Aim of the task » From the first line of the material below to the line containing "of its operands.", repeat every line exactly and add nothing.

Data extracts »
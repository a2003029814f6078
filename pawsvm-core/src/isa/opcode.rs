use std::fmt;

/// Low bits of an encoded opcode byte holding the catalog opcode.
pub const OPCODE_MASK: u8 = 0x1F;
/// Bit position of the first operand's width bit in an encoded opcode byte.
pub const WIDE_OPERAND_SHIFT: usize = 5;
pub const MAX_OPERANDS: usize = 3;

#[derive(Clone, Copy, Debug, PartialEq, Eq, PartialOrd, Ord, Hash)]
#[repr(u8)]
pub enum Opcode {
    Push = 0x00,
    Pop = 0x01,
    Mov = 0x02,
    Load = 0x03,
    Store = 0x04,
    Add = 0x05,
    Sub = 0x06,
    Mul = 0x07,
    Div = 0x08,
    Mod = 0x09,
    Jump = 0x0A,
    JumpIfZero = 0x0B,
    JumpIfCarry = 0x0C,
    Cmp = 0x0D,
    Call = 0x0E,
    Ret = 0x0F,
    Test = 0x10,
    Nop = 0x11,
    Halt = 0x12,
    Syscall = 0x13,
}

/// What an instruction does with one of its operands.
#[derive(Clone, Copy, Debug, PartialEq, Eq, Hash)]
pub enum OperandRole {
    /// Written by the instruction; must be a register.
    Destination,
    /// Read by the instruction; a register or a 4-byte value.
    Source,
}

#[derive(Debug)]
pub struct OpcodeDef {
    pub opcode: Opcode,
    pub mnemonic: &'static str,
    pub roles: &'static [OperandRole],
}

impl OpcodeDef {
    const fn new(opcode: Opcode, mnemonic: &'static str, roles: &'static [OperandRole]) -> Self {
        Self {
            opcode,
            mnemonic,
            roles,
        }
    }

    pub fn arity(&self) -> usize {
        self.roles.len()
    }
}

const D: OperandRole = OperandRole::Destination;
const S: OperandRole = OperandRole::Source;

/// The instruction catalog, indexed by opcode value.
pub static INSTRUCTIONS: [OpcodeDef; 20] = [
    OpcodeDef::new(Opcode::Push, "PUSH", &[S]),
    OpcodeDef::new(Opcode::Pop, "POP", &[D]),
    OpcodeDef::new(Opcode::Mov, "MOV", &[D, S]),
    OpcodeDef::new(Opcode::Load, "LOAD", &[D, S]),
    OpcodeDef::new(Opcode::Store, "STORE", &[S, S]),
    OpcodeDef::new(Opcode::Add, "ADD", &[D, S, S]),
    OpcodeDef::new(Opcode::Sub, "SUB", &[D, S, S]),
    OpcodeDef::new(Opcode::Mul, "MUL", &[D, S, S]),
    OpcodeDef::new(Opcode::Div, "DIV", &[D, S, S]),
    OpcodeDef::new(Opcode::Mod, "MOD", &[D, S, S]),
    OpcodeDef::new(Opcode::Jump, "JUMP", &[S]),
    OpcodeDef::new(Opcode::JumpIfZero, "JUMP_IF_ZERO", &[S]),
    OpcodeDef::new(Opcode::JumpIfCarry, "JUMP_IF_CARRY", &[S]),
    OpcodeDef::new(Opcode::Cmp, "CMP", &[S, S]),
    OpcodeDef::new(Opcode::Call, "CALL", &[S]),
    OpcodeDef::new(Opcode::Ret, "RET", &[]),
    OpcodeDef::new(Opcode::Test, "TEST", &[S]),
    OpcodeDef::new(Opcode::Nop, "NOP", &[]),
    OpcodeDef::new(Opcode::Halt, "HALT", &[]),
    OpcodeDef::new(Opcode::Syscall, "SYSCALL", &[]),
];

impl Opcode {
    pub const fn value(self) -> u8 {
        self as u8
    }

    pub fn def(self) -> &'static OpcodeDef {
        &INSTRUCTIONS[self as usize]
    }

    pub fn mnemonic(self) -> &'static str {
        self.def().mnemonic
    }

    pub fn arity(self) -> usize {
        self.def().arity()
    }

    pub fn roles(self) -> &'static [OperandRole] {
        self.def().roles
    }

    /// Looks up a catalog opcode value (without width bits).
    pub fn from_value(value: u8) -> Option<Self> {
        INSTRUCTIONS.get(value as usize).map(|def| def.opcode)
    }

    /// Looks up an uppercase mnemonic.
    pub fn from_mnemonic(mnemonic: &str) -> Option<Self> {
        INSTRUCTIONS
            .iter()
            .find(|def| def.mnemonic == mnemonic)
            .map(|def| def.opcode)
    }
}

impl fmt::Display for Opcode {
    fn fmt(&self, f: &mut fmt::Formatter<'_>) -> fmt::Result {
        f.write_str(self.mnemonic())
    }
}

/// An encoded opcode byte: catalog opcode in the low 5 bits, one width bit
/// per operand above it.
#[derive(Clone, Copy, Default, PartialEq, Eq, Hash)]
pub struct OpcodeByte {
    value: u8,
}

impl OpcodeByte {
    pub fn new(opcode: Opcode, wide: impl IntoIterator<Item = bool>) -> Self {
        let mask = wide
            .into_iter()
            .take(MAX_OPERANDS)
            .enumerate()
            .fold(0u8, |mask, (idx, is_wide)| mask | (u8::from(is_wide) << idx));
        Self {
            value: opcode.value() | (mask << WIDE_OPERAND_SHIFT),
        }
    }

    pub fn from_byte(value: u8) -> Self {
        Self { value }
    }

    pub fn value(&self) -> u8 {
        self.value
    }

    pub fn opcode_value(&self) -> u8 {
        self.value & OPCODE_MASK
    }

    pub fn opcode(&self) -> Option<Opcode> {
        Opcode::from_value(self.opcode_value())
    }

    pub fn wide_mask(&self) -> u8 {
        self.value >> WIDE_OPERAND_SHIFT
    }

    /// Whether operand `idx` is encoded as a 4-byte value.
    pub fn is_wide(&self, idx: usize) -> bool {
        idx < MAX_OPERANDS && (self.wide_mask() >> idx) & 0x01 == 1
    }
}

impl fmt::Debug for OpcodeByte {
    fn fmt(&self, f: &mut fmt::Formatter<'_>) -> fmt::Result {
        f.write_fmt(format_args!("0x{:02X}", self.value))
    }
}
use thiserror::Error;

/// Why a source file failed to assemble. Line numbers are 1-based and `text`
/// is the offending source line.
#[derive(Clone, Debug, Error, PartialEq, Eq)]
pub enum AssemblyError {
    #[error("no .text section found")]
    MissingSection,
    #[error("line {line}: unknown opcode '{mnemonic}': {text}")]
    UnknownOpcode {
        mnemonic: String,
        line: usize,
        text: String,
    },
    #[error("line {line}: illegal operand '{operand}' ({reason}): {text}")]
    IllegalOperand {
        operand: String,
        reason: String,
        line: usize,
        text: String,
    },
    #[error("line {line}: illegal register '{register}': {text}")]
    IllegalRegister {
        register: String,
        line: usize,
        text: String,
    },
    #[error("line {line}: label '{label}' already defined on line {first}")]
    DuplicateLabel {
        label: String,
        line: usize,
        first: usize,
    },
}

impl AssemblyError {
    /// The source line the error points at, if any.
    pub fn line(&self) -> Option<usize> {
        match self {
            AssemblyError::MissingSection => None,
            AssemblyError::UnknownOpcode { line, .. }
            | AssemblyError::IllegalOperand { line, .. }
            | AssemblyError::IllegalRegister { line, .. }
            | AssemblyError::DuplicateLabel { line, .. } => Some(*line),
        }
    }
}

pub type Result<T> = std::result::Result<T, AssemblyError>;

Answer »
repository a2003029814f6078
filename pawsvm-core/src/isa/opcode.rs
use std::fmt;

/// Low bits of an encoded opcode byte holding the catalog opcode.
pub const OPCODE_MASK: u8 = 0x1F;
/// Bit position of the first operand's width bit in an encoded opcode byte.
pub const WIDE_OPERAND_SHIFT: usize = 5;
pub const MAX_OPERANDS: usize = 3;

#[derive(Clone, Copy, Debug, PartialEq, Eq, PartialOrd, Ord, Hash)]
#[repr(u8)]
pub enum Opcode {
    Push = 0x00,
    Pop = 0x01,
    Mov = 0x02,
    Load = 0x03,
    Store = 0x04,
    Add = 0x05,
    Sub = 0x06,
    Mul = 0x07,
    Div = 0x08,
    Mod = 0x09,
    Jump = 0x0A,
    JumpIfZero = 0x0B,
    JumpIfCarry = 0x0C,
    Cmp = 0x0D,
    Call = 0x0E,
    Ret = 0x0F,
    Test = 0x10,
    Nop = 0x11,
    Halt = 0x12,
    Syscall = 0x13,
}

/// What an instruction does with one of its operands.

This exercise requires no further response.